▼▼▼

// crates/mf_physics/src/boundary/mod.rs

//! 边界条件
//!
//! 边界类型与边界表定义在配置层，此处重导出并提供：
//!
//! - [`engine`]: 预测前 / 校正后的边界处理与出口通量平衡
//! - [`ghost`]: 带虚拟层的扩展场及其同步规则

pub mod engine;
pub mod ghost;

pub use engine::{BoundaryEngine, BoundaryFlux};
pub use ghost::{pressure_rules, GhostField, HaloRule};
pub use mf_config::{BoundaryCondition, BoundaryKind, BoundaryRecord, BoundaryTable, Face};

▲▲▲

**Try it:** Within the entries above, work out the number of lines that include the string "engine" and give only that.

**Answer box:** 3